Last week my four-year-old son gained a new classmate. She arrived in the middle of term as her mother has just walked out of Zimbabwe, leaving everything behind to start again from scratch here. I don’t just mean financial scratch — ‘we couldn’t bring a single penny’, she told me as she dashed off to an employment agency — but personal scratch too. When we exchanged mobile telephone numbers I asked her if she texted. She replied that she knew how ‘but I’ve nobody here to text me yet’. The decision of this well-connected graduate — who has worked for the Zimbabwean parliament, the Red Cross and the UN — to turn herself into a refugee tells me as much about the future of Zimbabwe as anything I have read about Mugabe.

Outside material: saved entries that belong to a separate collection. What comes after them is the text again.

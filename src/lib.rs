// Library surface for the binary, headless/integration tests and reuse.
// Terminal rendering stays in the binary; nothing here draws.
pub mod app_dirs;
pub mod config;
pub mod input;
pub mod keyboard;
pub mod language;
pub mod logging;
pub mod runtime;
pub mod score;
pub mod scores;
pub mod session;
pub mod store;
pub mod word_generator;
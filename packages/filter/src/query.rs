//! Request parameters to OData filter.
//!
//! Two entry points exist because datasets disagree on what a "period" is:
//! [`build_filter`] splits `"start - end"` tokens across separate start and
//! end fields, [`build_eligibility_filter`] matches each token as a whole
//! against a single period field. Every other dimension is handled
//! identically and in a fixed order, since later clauses are AND-joined
//! onto earlier ones.

use chrono::NaiveDate;
use data_explorer_filter_models::{
    Clause, FieldPaths, FilterConfig, Literal, ParamKey, QueryParams,
};

use crate::builder::{FilterBuilder, member_clause};

/// Placeholder for the start of the signed-year range.
const DATE_FROM_PLACEHOLDER: &str = "<date1>";
/// Placeholder for the (exclusive) end of the signed-year range.
const DATE_TO_PLACEHOLDER: &str = "<date2>";
/// Placeholder for the free-text search value.
const SEARCH_PLACEHOLDER: &str = "<value>";

type PeriodClauses = fn(&mut FilterBuilder<'_>, &FieldPaths, &[&str]);

/// Builds the filter for datasets whose periods are stored as separate
/// start and end fields (allocations, budgets, disbursements, ...).
///
/// With `aggregation_template` the nested `filter(...)/` form is substituted
/// into its `<filterString>` placeholder; otherwise the top-level
/// `$filter=...&` form is returned. `extra_filter` is placed before every
/// generated clause.
#[must_use]
pub fn build_filter(
    params: &QueryParams,
    config: &FilterConfig,
    aggregation_template: Option<&str>,
    extra_filter: Option<&str>,
) -> String {
    let filter = clauses(params, config, extra_filter).finish(aggregation_template);
    log::trace!("build_filter: {filter}");
    filter
}

/// Builds the filter for eligibility datasets, where each period token is
/// matched as a whole against a single period field.
///
/// Otherwise identical to [`build_filter`].
#[must_use]
pub fn build_eligibility_filter(
    params: &QueryParams,
    config: &FilterConfig,
    aggregation_template: Option<&str>,
    extra_filter: Option<&str>,
) -> String {
    let filter = eligibility_clauses(params, config, extra_filter).finish(aggregation_template);
    log::trace!("build_eligibility_filter: {filter}");
    filter
}

/// Collects the clauses [`build_filter`] would render.
#[must_use]
pub fn clauses<'a>(
    params: &QueryParams,
    config: &'a FilterConfig,
    extra_filter: Option<&str>,
) -> FilterBuilder<'a> {
    collect(params, config, extra_filter, start_end_periods)
}

/// Collects the clauses [`build_eligibility_filter`] would render.
#[must_use]
pub fn eligibility_clauses<'a>(
    params: &QueryParams,
    config: &'a FilterConfig,
    extra_filter: Option<&str>,
) -> FilterBuilder<'a> {
    collect(params, config, extra_filter, whole_periods)
}

fn collect<'a>(
    params: &QueryParams,
    config: &'a FilterConfig,
    extra_filter: Option<&str>,
    periods: PeriodClauses,
) -> FilterBuilder<'a> {
    let fields = &config.fields;
    let mut builder = FilterBuilder::new(&config.syntax);

    if let Some(extra) = extra_filter {
        builder.raw(extra);
    }

    let locations = quoted(&params.list(ParamKey::Locations));
    builder.any_of(
        [fields.country.as_deref(), fields.multicountry.as_deref()]
            .into_iter()
            .filter_map(|field| member_clause(field, locations.clone()))
            .collect(),
    );

    builder.member(
        fields.component.as_deref(),
        quoted(&params.list(ParamKey::Components)),
    );

    periods(&mut builder, fields, &params.list(ParamKey::Periods));

    builder.member(
        fields.status.as_deref(),
        quoted(&params.list(ParamKey::Status)),
    );
    builder.member(
        fields.partner.as_deref(),
        quoted(&params.list(ParamKey::Partners)),
    );
    builder.member(
        fields.partner_type.as_deref(),
        quoted(&params.list(ParamKey::PartnerTypes)),
    );
    builder.member(
        fields.partner_sub_type.as_deref(),
        quoted(&params.list(ParamKey::PartnerSubTypes)),
    );

    for (field, key) in [
        (&fields.grant_id, ParamKey::GrantId),
        (&fields.ip_number, ParamKey::IpNumber),
        (&fields.bar_period, ParamKey::BarPeriod),
        (&fields.committed_bar_period, ParamKey::CommittedBarPeriod),
    ] {
        builder.equals(field.as_deref(), params.scalar(key).map(Literal::bare));
    }

    if let (Some(template), Some(year)) = (
        fields.signed_bar_period.as_deref(),
        params.scalar(ParamKey::SignedBarPeriod),
    ) && let Some(text) = signed_year_range(template, year)
    {
        builder.template(text);
    }

    if let (Some(template), Some(q)) = (fields.search.as_deref(), params.scalar(ParamKey::Q)) {
        builder.template(template.replace(SEARCH_PLACEHOLDER, &Literal::quoted(q).to_string()));
    }

    if let Some(level) = params.scalar(ParamKey::LevelParam) {
        builder.push(Clause::Raw {
            text: level.to_string(),
        });
    }

    builder
}

fn quoted(values: &[&str]) -> Vec<Literal> {
    values.iter().map(|v| Literal::quoted(*v)).collect()
}

/// `"2017 - 2019"` contributes `2017` to the start field and `2019` to the
/// end field. A token without an end only contributes its start.
fn start_end_periods(builder: &mut FilterBuilder<'_>, fields: &FieldPaths, periods: &[&str]) {
    let mut starts = Vec::new();
    let mut ends = Vec::new();

    for period in periods {
        let mut parts = period.split('-').map(str::trim);
        if let Some(start) = parts.next().filter(|s| !s.is_empty()) {
            starts.push(Literal::bare(start));
        }
        if let Some(end) = parts.next().filter(|s| !s.is_empty()) {
            ends.push(Literal::bare(end));
        }
    }

    builder.member(fields.period_start.as_deref(), starts);
    builder.member(fields.period_end.as_deref(), ends);
}

fn whole_periods(builder: &mut FilterBuilder<'_>, fields: &FieldPaths, periods: &[&str]) {
    builder.member(
        fields.period.as_deref(),
        periods.iter().map(|p| Literal::bare(*p)).collect(),
    );
}

/// Substitutes the half-open range `[year-01-01, year+1-01-01)` into
/// `template`. Returns `None` if `year` is not a valid calendar year.
fn signed_year_range(template: &str, year: &str) -> Option<String> {
    let year: i32 = year.trim().parse().ok()?;
    let from = NaiveDate::from_ymd_opt(year, 1, 1)?;
    let to = NaiveDate::from_ymd_opt(year.checked_add(1)?, 1, 1)?;

    Some(
        template
            .replace(DATE_FROM_PLACEHOLDER, &from.format("%Y-%m-%d").to_string())
            .replace(DATE_TO_PLACEHOLDER, &to.format("%Y-%m-%d").to_string()),
    )
}
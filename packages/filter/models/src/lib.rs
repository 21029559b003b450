#![cfg_attr(feature = "fail-on-warnings", deny(warnings))]
#![warn(clippy::all, clippy::pedantic, clippy::nursery, clippy::cargo)]
#![allow(clippy::multiple_crate_versions, clippy::cargo_common_metadata)]

//! Query parameter, datasource configuration and filter clause types.
//!
//! These types are shared between the filter builder, the datasource
//! registry and the callers that turn incoming HTTP query strings into
//! outbound OData requests. They carry no behavior beyond simple lookups so
//! that the configuration can evolve independently of the builder.

use std::collections::BTreeMap;

use serde::{Deserialize, Serialize};
use strum_macros::{AsRefStr, Display, EnumString};

// ── Query parameters ─────────────────────────────────────────────────────

/// Query parameter keys understood by the filter builder.
///
/// The string forms match the keys the dashboard frontend sends.
#[derive(
    Debug, Clone, Copy, PartialEq, Eq, PartialOrd, Ord, Hash, Display, EnumString, AsRefStr,
)]
#[strum(serialize_all = "camelCase")]
pub enum ParamKey {
    /// Comma-separated country or multi-country codes.
    Locations,
    /// Comma-separated component names.
    Components,
    /// Comma-separated periods (`"2017 - 2019"` or `"2020"`).
    Periods,
    /// Comma-separated grant statuses.
    Status,
    /// Comma-separated partner names.
    Partners,
    /// Comma-separated partner types.
    PartnerTypes,
    /// Comma-separated partner sub-types.
    PartnerSubTypes,
    /// Grant identifier.
    GrantId,
    /// Implementation period number.
    #[strum(serialize = "IPnumber")]
    IpNumber,
    /// Budget/disbursement bar period.
    BarPeriod,
    /// Calendar year a grant was signed in.
    SignedBarPeriod,
    /// Calendar year of a commitment.
    CommittedBarPeriod,
    /// Free-text search.
    Q,
    /// Pre-formatted drilldown clause.
    LevelParam,
}

/// Incoming HTTP query parameters as an unordered string map.
///
/// Unknown keys are kept but ignored by the filter builder.
#[derive(Debug, Clone, Default, PartialEq, Eq, Serialize, Deserialize)]
#[serde(transparent)]
pub struct QueryParams(BTreeMap<String, String>);

impl QueryParams {
    /// Creates an empty parameter map.
    #[must_use]
    pub const fn new() -> Self {
        Self(BTreeMap::new())
    }

    /// Sets a parameter, replacing any previous value.
    pub fn insert(&mut self, key: impl Into<String>, value: impl Into<String>) {
        self.0.insert(key.into(), value.into());
    }

    /// Builder-style [`Self::insert`] for a recognized key.
    #[must_use]
    pub fn with(mut self, key: ParamKey, value: impl Into<String>) -> Self {
        self.insert(key.as_ref(), value);
        self
    }

    /// Returns the raw value of a parameter, if present.
    #[must_use]
    pub fn get(&self, key: ParamKey) -> Option<&str> {
        self.0.get(key.as_ref()).map(String::as_str)
    }

    /// Returns the value of a single-valued parameter, treating an empty
    /// string the same as an absent one.
    #[must_use]
    pub fn scalar(&self, key: ParamKey) -> Option<&str> {
        self.get(key).filter(|v| !v.is_empty())
    }

    /// Splits a multi-valued parameter on `,` and drops empty segments.
    ///
    /// Segments are not trimmed or deduplicated.
    #[must_use]
    pub fn list(&self, key: ParamKey) -> Vec<&str> {
        self.get(key)
            .map(|v| v.split(',').filter(|s| !s.is_empty()).collect())
            .unwrap_or_default()
    }

    /// Iterates over all parameters in key order.
    pub fn iter(&self) -> impl Iterator<Item = (&str, &str)> {
        self.0.iter().map(|(k, v)| (k.as_str(), v.as_str()))
    }

    /// Returns `true` if no parameters are set.
    #[must_use]
    pub fn is_empty(&self) -> bool {
        self.0.is_empty()
    }
}

impl<K: Into<String>, V: Into<String>> FromIterator<(K, V)> for QueryParams {
    fn from_iter<I: IntoIterator<Item = (K, V)>>(iter: I) -> Self {
        Self(
            iter.into_iter()
                .map(|(k, v)| (k.into(), v.into()))
                .collect(),
        )
    }
}

// ── Datasource configuration ─────────────────────────────────────────────

/// Field paths for each logical filter dimension of one dataset.
///
/// A dimension whose path is `None` is never filtered on.
#[derive(Debug, Clone, Default, PartialEq, Eq, Serialize, Deserialize)]
#[serde(default, deny_unknown_fields)]
pub struct FieldPaths {
    /// Single-country code field.
    pub country: Option<String>,
    /// Multi-country grouping code field.
    pub multicountry: Option<String>,
    /// Component field.
    pub component: Option<String>,
    /// Period start field (start/end period datasets).
    pub period_start: Option<String>,
    /// Period end field (start/end period datasets).
    pub period_end: Option<String>,
    /// Whole-period field (eligibility datasets).
    pub period: Option<String>,
    /// Status field.
    pub status: Option<String>,
    /// Partner field.
    pub partner: Option<String>,
    /// Partner type field.
    pub partner_type: Option<String>,
    /// Partner sub-type field.
    pub partner_sub_type: Option<String>,
    /// Grant identifier field.
    pub grant_id: Option<String>,
    /// Implementation period number field.
    pub ip_number: Option<String>,
    /// Bar period field.
    pub bar_period: Option<String>,
    /// Commitment year field.
    pub committed_bar_period: Option<String>,
    /// Signed-date range template containing `<date1>` and `<date2>`.
    pub signed_bar_period: Option<String>,
    /// Free-text search template containing `<value>`.
    pub search: Option<String>,
}

impl FieldPaths {
    /// Returns `true` if no dimension has a field path.
    #[must_use]
    pub fn is_empty(&self) -> bool {
        *self == Self::default()
    }
}

/// Syntax tokens of a datasource's query language.
///
/// The operator tokens are inserted verbatim, so `in_operator` and
/// `eq_operator` carry their own surrounding whitespace while
/// `and_operator` and `or_operator` are padded with single spaces when
/// joined.
#[derive(Debug, Clone, PartialEq, Eq, Serialize, Deserialize)]
#[serde(deny_unknown_fields)]
pub struct SyntaxTokens {
    /// Query parameter name for the filter (e.g. `"$filter"`).
    pub filter_operator: String,
    /// Assignment between parameter name and value (e.g. `"="`).
    pub param_assign_operator: String,
    /// Membership operator (e.g. `" in "`).
    #[serde(rename = "in")]
    pub in_operator: String,
    /// Equality operator (e.g. `" eq "`).
    #[serde(rename = "eq")]
    pub eq_operator: String,
    /// Conjunction (e.g. `"and"` or `"AND"`).
    pub and_operator: String,
    /// Disjunction (e.g. `"or"` or `"OR"`).
    pub or_operator: String,
    /// Separator between values of a membership list.
    pub multi_param_separator: String,
}

impl SyntaxTokens {
    /// Lower-case OData syntax: `$filter=`, ` in `, ` eq `, `and`, `or`, `,`.
    #[must_use]
    pub fn odata() -> Self {
        Self {
            filter_operator: "$filter".to_string(),
            param_assign_operator: "=".to_string(),
            in_operator: " in ".to_string(),
            eq_operator: " eq ".to_string(),
            and_operator: "and".to_string(),
            or_operator: "or".to_string(),
            multi_param_separator: ",".to_string(),
        }
    }
}

/// Partial [`SyntaxTokens`] used by datasets that deviate from their
/// datasource (most often in operator casing).
#[derive(Debug, Clone, Default, PartialEq, Eq, Serialize, Deserialize)]
#[serde(default, deny_unknown_fields)]
pub struct SyntaxOverride {
    /// Replacement for [`SyntaxTokens::filter_operator`].
    pub filter_operator: Option<String>,
    /// Replacement for [`SyntaxTokens::param_assign_operator`].
    pub param_assign_operator: Option<String>,
    /// Replacement for [`SyntaxTokens::in_operator`].
    #[serde(rename = "in")]
    pub in_operator: Option<String>,
    /// Replacement for [`SyntaxTokens::eq_operator`].
    #[serde(rename = "eq")]
    pub eq_operator: Option<String>,
    /// Replacement for [`SyntaxTokens::and_operator`].
    pub and_operator: Option<String>,
    /// Replacement for [`SyntaxTokens::or_operator`].
    pub or_operator: Option<String>,
    /// Replacement for [`SyntaxTokens::multi_param_separator`].
    pub multi_param_separator: Option<String>,
}

impl SyntaxOverride {
    /// Returns `base` with every token set in this override replaced.
    #[must_use]
    pub fn apply(&self, base: &SyntaxTokens) -> SyntaxTokens {
        let pick = |over: &Option<String>, base: &String| over.as_ref().unwrap_or(base).clone();
        SyntaxTokens {
            filter_operator: pick(&self.filter_operator, &base.filter_operator),
            param_assign_operator: pick(&self.param_assign_operator, &base.param_assign_operator),
            in_operator: pick(&self.in_operator, &base.in_operator),
            eq_operator: pick(&self.eq_operator, &base.eq_operator),
            and_operator: pick(&self.and_operator, &base.and_operator),
            or_operator: pick(&self.or_operator, &base.or_operator),
            multi_param_separator: pick(&self.multi_param_separator, &base.multi_param_separator),
        }
    }
}

/// Fully resolved filter configuration for one datasource dataset.
#[derive(Debug, Clone, PartialEq, Eq, Serialize, Deserialize)]
pub struct FilterConfig {
    /// Field paths per dimension.
    pub fields: FieldPaths,
    /// Query language tokens.
    pub syntax: SyntaxTokens,
}

// ── Clauses ──────────────────────────────────────────────────────────────

/// A value inside a filter clause.
#[derive(Debug, Clone, PartialEq, Eq, Serialize, Deserialize)]
#[serde(tag = "type", content = "value", rename_all = "snake_case")]
pub enum Literal {
    /// String literal, rendered inside single quotes with embedded quotes
    /// doubled.
    Quoted(String),
    /// Numeric or opaque identifier, rendered as-is.
    Bare(String),
}

impl Literal {
    /// Creates a quoted literal.
    #[must_use]
    pub fn quoted(value: impl Into<String>) -> Self {
        Self::Quoted(value.into())
    }

    /// Creates a bare literal.
    #[must_use]
    pub fn bare(value: impl Into<String>) -> Self {
        Self::Bare(value.into())
    }
}

impl std::fmt::Display for Literal {
    fn fmt(&self, f: &mut std::fmt::Formatter<'_>) -> std::fmt::Result {
        match self {
            Self::Quoted(v) => write!(f, "'{}'", v.replace('\'', "''")),
            Self::Bare(v) => f.write_str(v),
        }
    }
}

/// One predicate of a filter, kept as data until rendering.
#[derive(Debug, Clone, PartialEq, Eq, Serialize, Deserialize)]
#[serde(tag = "type", rename_all = "snake_case")]
pub enum Clause {
    /// `field IN (v1,v2,...)`.
    In {
        /// Field path.
        field: String,
        /// Member values, in request order.
        values: Vec<Literal>,
    },
    /// `field EQ value`.
    Eq {
        /// Field path.
        field: String,
        /// Compared value.
        value: Literal,
    },
    /// Parenthesized disjunction of clauses.
    AnyOf {
        /// Alternatives.
        clauses: Vec<Self>,
    },
    /// A datasource template with its placeholders already substituted.
    Template {
        /// Rendered template text.
        text: String,
    },
    /// Caller-supplied text appended without parsing.
    Raw {
        /// Verbatim clause text.
        text: String,
    },
}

I am not alone in finding individuals’ stories a way of understanding current, and historical, events. Take 9/11. Those pictures of the collapsing towers are being replaced by a new iconic image — the grainy photographs of one of the several hundred people who judged their chances higher outside the burning building than in. Last week’s television documentary, The Falling Man, recreated his last day. He rose early on the morning of 11 September 2001, pulled on a pair of black trainers and an orange T-shirt, kissed his family goodbye, left for work and never returned. His absence tore a hole in the family he left behind. The detail of a single life destroyed rams home the irrationality of terrorism far more than distant generalisations. Unidentified, the falling man represents every life lost that day. He has become the first unknown soldier of the 21st century. You could even argue that, by leaping out of the window, he cheated the terrorists. He is both America’s tragedy and its defiance.
Similarly, as much as the death of Milosevic has filled the papers, it alone conveys little of the Balkan war.